Work task - Every line in the material below that includes "frames" should be copied.

Extracted data -
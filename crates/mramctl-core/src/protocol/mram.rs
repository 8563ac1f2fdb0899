//! Byte-level MRAM protocol
//!
//! Read, write and status commands for one chip reached through one
//! [`Transport`]. Every address is checked against the chip capacity before
//! a frame is built, so an out-of-range request never reaches the bus.
//!
//! A write is two transactions issued back to back on the same transport:
//!
//! ```text
//! Idle -> WREN sent -> WRITE issued -> Idle
//! ```
//!
//! A read is a single transaction. There is no busy flag to poll and no
//! read-back verification.

use crate::chip::ChipConfig;
use crate::error::{Error, Phase, Result};
use crate::spi::{self, opcodes, CommandFrame, MAX_FRAME_LEN};
use crate::transport::Transport;

use super::StatusRegister;

/// Reject addresses outside `0..chip.capacity`
pub fn check_address(chip: &ChipConfig, address: u32) -> Result<()> {
    if chip.is_valid_address(address) {
        Ok(())
    } else {
        log::debug!(
            "Address 0x{:06X} out of range (max 0x{:06X})",
            address,
            chip.max_address()
        );
        Err(Error::AddressOutOfRange {
            address,
            capacity: chip.capacity,
        })
    }
}

/// Run one frame and return the captured bytes
fn exchange<T: Transport + ?Sized>(
    transport: &mut T,
    frame: &CommandFrame,
    phase: Phase,
) -> Result<([u8; MAX_FRAME_LEN], usize)> {
    let mut rx = [0u8; MAX_FRAME_LEN];
    let rx_len = frame.rx_len();
    transport
        .transact(frame, &mut rx[..rx_len])
        .map_err(|e| {
            let e = e.in_phase(frame.opcode(), frame.address(), phase);
            log::debug!("{}", e);
            e
        })?;
    Ok((rx, rx_len))
}

/// Send the Write Enable command
pub fn write_enable<T: Transport + ?Sized>(transport: &mut T) -> Result<()> {
    let frame = spi::build_write_enable_frame();
    exchange(transport, &frame, Phase::WriteEnable).map(|_| ())
}

/// Read the status register
pub fn read_status_register<T: Transport + ?Sized>(transport: &mut T) -> Result<StatusRegister> {
    let frame = spi::build_read_status_frame();
    let (rx, len) = exchange(transport, &frame, Phase::StatusRead)?;
    Ok(StatusRegister::from_bits_retain(spi::extract_data_byte(
        &rx[..len],
    )))
}

/// Read one byte
///
/// On a transport failure the error is returned and the caller should use
/// [`opcodes::READ_SENTINEL`] as a non-authoritative placeholder if it
/// needs a value at all.
pub fn read_byte<T: Transport + ?Sized>(
    transport: &mut T,
    chip: &ChipConfig,
    address: u32,
) -> Result<u8> {
    check_address(chip, address)?;

    let frame = spi::build_read_frame(address, chip.read_frame);
    let (rx, len) = exchange(transport, &frame, Phase::Read)?;
    let value = spi::extract_data_byte(&rx[..len]);
    log::trace!("READ 0x{:06X} -> 0x{:02X}", address, value);
    Ok(value)
}

/// Read one byte, substituting the sentinel on failure
///
/// Returns the value together with the error, if any. The value is only
/// meaningful when the error is `None`.
pub fn read_byte_or_sentinel<T: Transport + ?Sized>(
    transport: &mut T,
    chip: &ChipConfig,
    address: u32,
) -> (u8, Option<Error>) {
    match read_byte(transport, chip, address) {
        Ok(value) => (value, None),
        Err(e) => (opcodes::READ_SENTINEL, Some(e)),
    }
}

/// Write one byte
///
/// Sends WREN, optionally checks the write-enable latch, then sends the
/// WRITE frame. A latch that reads back clear is only a warning; the write
/// is still issued.
pub fn write_byte<T: Transport + ?Sized>(
    transport: &mut T,
    chip: &ChipConfig,
    address: u32,
    data: u8,
) -> Result<()> {
    check_address(chip, address)?;

    write_enable(transport)?;

    if chip.check_write_enable {
        match read_status_register(transport) {
            Ok(status) if !status.write_enabled() => {
                log::warn!(
                    "Write Enable Latch not set before write to 0x{:06X} (SR=0x{:02X})",
                    address,
                    status.bits()
                );
            }
            Ok(_) => {}
            Err(e) => log::warn!("Could not verify Write Enable Latch: {}", e),
        }
    }

    let frame = spi::build_write_frame(address, data);
    exchange(transport, &frame, Phase::Write)?;
    log::trace!("WRITE 0x{:06X} <- 0x{:02X}", address, data);
    Ok(())
}

#[cfg(all(test, feature = "std"))]
mod tests {
    use super::*;
    use crate::chip::{ChipVariant, ReadFrame};
    use crate::spi::Exchange;

    /// Minimal chip model that journals every frame it sees
    struct Recorder {
        memory: Vec<u8>,
        wel: bool,
        frames: Vec<Vec<u8>>,
        fail_opcode: Option<u8>,
    }

    impl Recorder {
        fn new() -> Self {
            Self {
                memory: vec![0u8; 131072],
                wel: false,
                frames: Vec::new(),
                fail_opcode: None,
            }
        }

        fn opcodes(&self) -> Vec<u8> {
            self.frames.iter().map(|f| f[0]).collect()
        }
    }

    impl Transport for Recorder {
        fn transact(&mut self, frame: &CommandFrame, rx: &mut [u8]) -> Result<()> {
            let tx = frame.as_bytes();
            self.frames.push(tx.to_vec());
            if self.fail_opcode == Some(frame.opcode()) {
                return Err(Error::SpiTransferFailed);
            }
            let addr = || ((tx[1] as usize) << 16) | ((tx[2] as usize) << 8) | tx[3] as usize;
            match frame.opcode() {
                opcodes::WREN => self.wel = true,
                opcodes::RDSR => rx[1] = if self.wel { opcodes::SR_WEL } else { 0 },
                opcodes::WRITE => {
                    if self.wel {
                        self.memory[addr()] = tx[4];
                    }
                    self.wel = false;
                }
                opcodes::READ => {
                    let value = self.memory[addr()];
                    match frame.exchange() {
                        Exchange::FullDuplex => rx[4] = value,
                        _ => rx[0] = value,
                    }
                }
                _ => {}
            }
            Ok(())
        }
    }

    #[test]
    fn test_write_then_read() {
        let chip = ChipVariant::Mr10q010.config();
        let mut t = Recorder::new();
        write_byte(&mut t, &chip, 0x100, 0xAB).unwrap();
        assert_eq!(read_byte(&mut t, &chip, 0x100).unwrap(), 0xAB);
        assert_eq!(
            t.opcodes(),
            vec![opcodes::WREN, opcodes::RDSR, opcodes::WRITE, opcodes::READ]
        );
    }

    #[test]
    fn test_duplex_read() {
        let chip = ChipVariant::Mr10q010Duplex.config();
        assert_eq!(chip.read_frame, ReadFrame::Duplex);
        let mut t = Recorder::new();
        t.memory[0x1FFFF] = 0x5A;
        assert_eq!(read_byte(&mut t, &chip, 0x1FFFF).unwrap(), 0x5A);
        assert_eq!(t.frames[0], vec![0x03, 0x01, 0xFF, 0xFF, 0x00]);
    }

    #[test]
    fn test_write_without_wel_check() {
        let chip = ChipVariant::Mr10q010Duplex.config();
        let mut t = Recorder::new();
        write_byte(&mut t, &chip, 0x42, 0x24).unwrap();
        assert_eq!(t.opcodes(), vec![opcodes::WREN, opcodes::WRITE]);
        assert_eq!(t.memory[0x42], 0x24);
    }

    #[test]
    fn test_out_of_range_issues_nothing() {
        let chip = ChipVariant::Mr10q010.config();
        let mut t = Recorder::new();
        let expected = Error::AddressOutOfRange {
            address: 0x20000,
            capacity: 0x20000,
        };
        assert_eq!(read_byte(&mut t, &chip, 0x20000), Err(expected));
        assert_eq!(write_byte(&mut t, &chip, 0x20000, 0x00), Err(expected));
        assert_eq!(
            read_byte(&mut t, &chip, u32::MAX),
            Err(Error::AddressOutOfRange {
                address: u32::MAX,
                capacity: 0x20000
            })
        );
        assert!(t.frames.is_empty());
    }

    #[test]
    fn test_read_failure_reports_context() {
        let chip = ChipVariant::Mr10q010.config();
        let mut t = Recorder::new();
        t.fail_opcode = Some(opcodes::READ);
        assert_eq!(
            read_byte(&mut t, &chip, 0x10),
            Err(Error::TransactionFailed {
                opcode: opcodes::READ,
                address: Some(0x10),
                phase: Phase::Read
            })
        );

        let (value, err) = read_byte_or_sentinel(&mut t, &chip, 0x10);
        assert_eq!(value, opcodes::READ_SENTINEL);
        assert!(err.is_some());
    }

    #[test]
    fn test_genuine_ff_is_not_an_error() {
        let chip = ChipVariant::Mr10q010.config();
        let mut t = Recorder::new();
        t.memory[0x20] = 0xFF;
        assert_eq!(read_byte_or_sentinel(&mut t, &chip, 0x20), (0xFF, None));
    }

    #[test]
    fn test_failed_wren_aborts_write() {
        let chip = ChipVariant::Mr10q010.config();
        let mut t = Recorder::new();
        t.fail_opcode = Some(opcodes::WREN);
        assert_eq!(
            write_byte(&mut t, &chip, 0x10, 0x01),
            Err(Error::TransactionFailed {
                opcode: opcodes::WREN,
                address: None,
                phase: Phase::WriteEnable
            })
        );
        assert_eq!(t.opcodes(), vec![opcodes::WREN]);
    }

    #[test]
    fn test_status_failure_does_not_abort_write() {
        let chip = ChipVariant::Mr10q010.config();
        let mut t = Recorder::new();
        t.fail_opcode = Some(opcodes::RDSR);
        write_byte(&mut t, &chip, 0x10, 0x77).unwrap();
        assert_eq!(t.memory[0x10], 0x77);
    }
}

Task output -
        frames: Vec<Vec<u8>>,
                frames: Vec::new(),
            self.frames.iter().map(|f| f[0]).collect()
            self.frames.push(tx.to_vec());
        assert_eq!(t.frames[0], vec![0x03, 0x01, 0xFF, 0xFF, 0x00]);
        assert!(t.frames.is_empty());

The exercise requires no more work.